The plus here is obvious: no type assertions! We have a struct with concrete types that we initialise on every request and pass to our middleware/handlers. But the downside is that we can no longer “plug and play” middleware from the community, because it’s not defined on our own context struct.

We could anonymously embed their type into ours, but that starts to become pretty messy and doesn’t help if their fields share the same names as our own. The real solution is to fork and modify the code to accept your struct, at the cost of time/effort. gocraft/web also wraps the ResponseWriter interface/Request struct with its own types, which ties things a little more closely to the framework itself.

How Else?

One suggestion would be to provide a Context field on Go’s http.Request struct, but actually implementing it in a “sane” way that suits the common use case is easier said than done.

The field would likely end up being a map[string]interface{} (or with interface{} as the key). This means that we either need to initialise the map for users—which won’t be useful on all of those requests where you don’t need to use the request context.

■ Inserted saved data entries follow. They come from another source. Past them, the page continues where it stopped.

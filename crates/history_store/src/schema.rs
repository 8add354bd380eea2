use std::cmp::Ordering;

use chat_provider::{ContinuationTokens, GeneratedImage, Model, WebImage};
use serde::{Deserialize, Serialize};
use time::format_description::well_known::Rfc3339;
use time::OffsetDateTime;
use unicode_segmentation::UnicodeSegmentation;

use crate::error::HistoryStoreError;

pub const RECORD_VERSION: u32 = 1;
pub const UNTITLED: &str = "Untitled";
pub const TITLE_MAX_GRAPHEMES: usize = 60;

#[derive(Debug, Clone, Copy, PartialEq, Eq, Hash, Serialize, Deserialize)]
#[serde(rename_all = "snake_case")]
pub enum Role {
    User,
    Assistant,
}

impl Role {
    #[must_use]
    pub fn as_str(self) -> &'static str {
        match self {
            Self::User => "user",
            Self::Assistant => "assistant",
        }
    }
}

#[derive(Debug, Clone, Copy, PartialEq, Eq, Serialize, Deserialize)]
#[serde(rename_all = "snake_case")]
pub enum ImageKind {
    Web,
    Generated,
}

/// Image shown with an assistant message.
#[derive(Debug, Clone, PartialEq, Eq, Serialize, Deserialize)]
pub struct ImageRef {
    pub kind: ImageKind,
    pub url: String,
    #[serde(default, skip_serializing_if = "Option::is_none")]
    pub title: Option<String>,
}

impl From<&WebImage> for ImageRef {
    fn from(image: &WebImage) -> Self {
        Self {
            kind: ImageKind::Web,
            url: image.url.clone(),
            title: Some(image.title.clone()).filter(|title| !title.is_empty()),
        }
    }
}

impl From<&GeneratedImage> for ImageRef {
    fn from(image: &GeneratedImage) -> Self {
        Self {
            kind: ImageKind::Generated,
            url: image.url.clone(),
            title: image.title.clone(),
        }
    }
}

#[derive(Debug, Clone, PartialEq, Eq, Serialize, Deserialize)]
pub struct Message {
    pub role: Role,
    pub content: String,
    #[serde(default, skip_serializing_if = "Option::is_none")]
    pub thoughts: Option<String>,
    pub created_at: String,
    /// Display names of the files sent with the turn.
    #[serde(default, skip_serializing_if = "Vec::is_empty")]
    pub attachments: Vec<String>,
    #[serde(default, skip_serializing_if = "Vec::is_empty")]
    pub images: Vec<ImageRef>,
    /// Candidate the assistant text was taken from.
    #[serde(default, skip_serializing_if = "Option::is_none")]
    pub candidate_index: Option<usize>,
    /// User turn that never got an assistant reply.
    #[serde(default, skip_serializing_if = "is_false")]
    pub orphaned: bool,
}

fn is_false(value: &bool) -> bool {
    !*value
}

/// Message content before the store stamps it.
#[derive(Debug, Clone, PartialEq, Eq)]
pub struct NewMessage {
    pub role: Role,
    pub content: String,
    pub thoughts: Option<String>,
    pub attachments: Vec<String>,
    pub images: Vec<ImageRef>,
    pub candidate_index: Option<usize>,
}

impl NewMessage {
    #[must_use]
    pub fn user(content: impl Into<String>) -> Self {
        Self::new(Role::User, content)
    }

    #[must_use]
    pub fn assistant(content: impl Into<String>) -> Self {
        Self::new(Role::Assistant, content)
    }

    fn new(role: Role, content: impl Into<String>) -> Self {
        Self {
            role,
            content: content.into(),
            thoughts: None,
            attachments: Vec::new(),
            images: Vec::new(),
            candidate_index: None,
        }
    }

    #[must_use]
    pub fn with_thoughts(mut self, thoughts: Option<String>) -> Self {
        self.thoughts = thoughts.filter(|thoughts| !thoughts.is_empty());
        self
    }

    #[must_use]
    pub fn with_attachments(mut self, attachments: Vec<String>) -> Self {
        self.attachments = attachments;
        self
    }

    #[must_use]
    pub fn with_images(mut self, images: Vec<ImageRef>) -> Self {
        self.images = images;
        self
    }

    #[must_use]
    pub fn with_candidate_index(mut self, index: usize) -> Self {
        self.candidate_index = Some(index);
        self
    }

    pub(crate) fn stamp(self, created_at: String) -> Message {
        Message {
            role: self.role,
            content: self.content,
            thoughts: self.thoughts,
            created_at,
            attachments: self.attachments,
            images: self.images,
            candidate_index: self.candidate_index,
            orphaned: false,
        }
    }
}

#[derive(Debug, Clone, PartialEq, Eq, Serialize, Deserialize)]
pub struct Conversation {
    pub version: u32,
    pub id: String,
    pub title: String,
    #[serde(default)]
    pub model: Model,
    #[serde(default, skip_serializing_if = "Option::is_none")]
    pub gem_id: Option<String>,
    #[serde(default)]
    pub tokens: ContinuationTokens,
    pub created_at: String,
    pub updated_at: String,
    #[serde(default)]
    pub favorite: bool,
    #[serde(default)]
    pub order: i64,
    #[serde(default)]
    pub messages: Vec<Message>,
}

impl Conversation {
    #[must_use]
    pub fn summary(&self) -> ConversationSummary {
        ConversationSummary {
            id: self.id.clone(),
            title: self.title.clone(),
            model: self.model,
            updated_at: self.updated_at.clone(),
            favorite: self.favorite,
            order: self.order,
        }
    }

    /// Last message that takes part in user/assistant alternation.
    #[must_use]
    pub fn last_turn(&self) -> Option<&Message> {
        self.messages.iter().rev().find(|message| !message.orphaned)
    }

    #[must_use]
    pub fn has_user_message(&self) -> bool {
        self.messages
            .iter()
            .any(|message| message.role == Role::User)
    }
}

/// Index entry for one conversation.
#[derive(Debug, Clone, PartialEq, Eq, Serialize, Deserialize)]
pub struct ConversationSummary {
    pub id: String,
    pub title: String,
    #[serde(default)]
    pub model: Model,
    pub updated_at: String,
    #[serde(default)]
    pub favorite: bool,
    #[serde(default)]
    pub order: i64,
}

/// `order` ascending, favorites first, most recently updated first.
#[must_use]
pub fn listing_order(left: &ConversationSummary, right: &ConversationSummary) -> Ordering {
    left.order
        .cmp(&right.order)
        .then_with(|| right.favorite.cmp(&left.favorite))
        .then_with(|| compare_timestamps(&right.updated_at, &left.updated_at))
        .then_with(|| left.id.cmp(&right.id))
}

#[derive(Debug, Clone, PartialEq, Eq, Serialize, Deserialize)]
pub(crate) struct IndexFile {
    pub version: u32,
    #[serde(default)]
    pub conversations: Vec<ConversationSummary>,
}

/// Title derived from the first user message.
#[must_use]
pub fn title_from_content(content: &str) -> String {
    let prefix = content
        .trim_start()
        .graphemes(true)
        .take(TITLE_MAX_GRAPHEMES)
        .collect::<String>();
    let title = prefix.trim_end();
    if title.is_empty() {
        UNTITLED.to_owned()
    } else {
        title.to_owned()
    }
}

pub(crate) fn now_rfc3339() -> Result<String, HistoryStoreError> {
    OffsetDateTime::now_utc()
        .format(&Rfc3339)
        .map_err(HistoryStoreError::ClockFormat)
}

pub(crate) fn parse_timestamp(value: &str) -> Option<OffsetDateTime> {
    OffsetDateTime::parse(value, &Rfc3339).ok()
}

/// Chronological comparison; unparseable values sort first.
pub(crate) fn compare_timestamps(left: &str, right: &str) -> Ordering {
    match (parse_timestamp(left), parse_timestamp(right)) {
        (Some(left), Some(right)) => left.cmp(&right),
        (None, Some(_)) => Ordering::Less,
        (Some(_), None) => Ordering::Greater,
        (None, None) => left.cmp(right),
    }
}

/// The later of `now` and `previous`, so stamps never go backwards.
pub(crate) fn not_before(now: String, previous: &str) -> String {
    if compare_timestamps(&now, previous) == Ordering::Less {
        previous.to_owned()
    } else {
        now
    }
}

Or require package users to check that the map is initialised before using it, which can be a big “gotcha” for newbies who will wonder (at first) why their application panics on some requests but not others.

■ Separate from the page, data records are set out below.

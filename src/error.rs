use chat_provider::ChatError;
use history_store::HistoryStoreError;

/// Maps a store failure onto the engine taxonomy.
#[must_use]
pub fn storage_error(error: HistoryStoreError) -> ChatError {
    match error {
        HistoryStoreError::NotFound { id } => ChatError::NotFound(format!("conversation {id}")),
        other => ChatError::Storage(other.to_string()),
    }
}

#[cfg(test)]
mod tests {
    use super::*;

    #[test]
    fn missing_conversation_maps_to_not_found() {
        let error = storage_error(HistoryStoreError::NotFound {
            id: "abc".to_owned(),
        });
        assert_eq!(error, ChatError::NotFound("conversation abc".to_owned()));
    }

    #[test]
    fn other_failures_map_to_storage() {
        let error = storage_error(HistoryStoreError::InvalidImport("no messages".to_owned()));
        assert!(matches!(error, ChatError::Storage(message) if message.contains("no messages")));
    }
}
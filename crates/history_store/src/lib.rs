//! Durable local history of chat conversations.
//!
//! Conversations are stored as one JSON record per conversation plus an
//! ordered index of summaries. See [`HistoryStore`] for the write discipline.

mod error;
mod export;
mod paths;
mod schema;
mod store;

pub use error::HistoryStoreError;
pub use export::render_markdown;
pub use paths::{conversation_file_name, history_root, HISTORY_DIR};
pub use schema::{
    title_from_content, Conversation, ConversationSummary, ImageKind, ImageRef, Message,
    NewMessage, Role, TITLE_MAX_GRAPHEMES, UNTITLED,
};
pub use store::HistoryStore;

I don’t think these are huge barriers unto themselves, but Go’s strong preference for being clear and understandable—at the cost of a little verbosity now and then—is potentially at odds with this approach. I also don’t believe that having options in the form of third-party packages/frameworks is a Bad Thing either: you choose the approach that best fits your idioms or requirements.

Wrap

So which approach should you choose for your own projects? It’s going to depend on your use-case (as always). Writing a standalone package and want to provide a request context that the package user can easily access? gorilla/context is probably going to be a good fit (just document the need to call ClearHandler!). Writing something from scratch, or have a net/http app you want to extend easily? Goji is easy to drop in. Starting from nothing? gocraft/web’s “inclusive” approach might fit.

Personally, I like Goji’s approach: I don’t mind writing a couple of helpers to type-assert things I commonly store in a request context (CSRF tokens, usernames, etc), and I get to avoid the global map. It’s also easy for me to write middleware that others can plug into their applications (and for me to use theirs). But those are my use cases, so do your research first!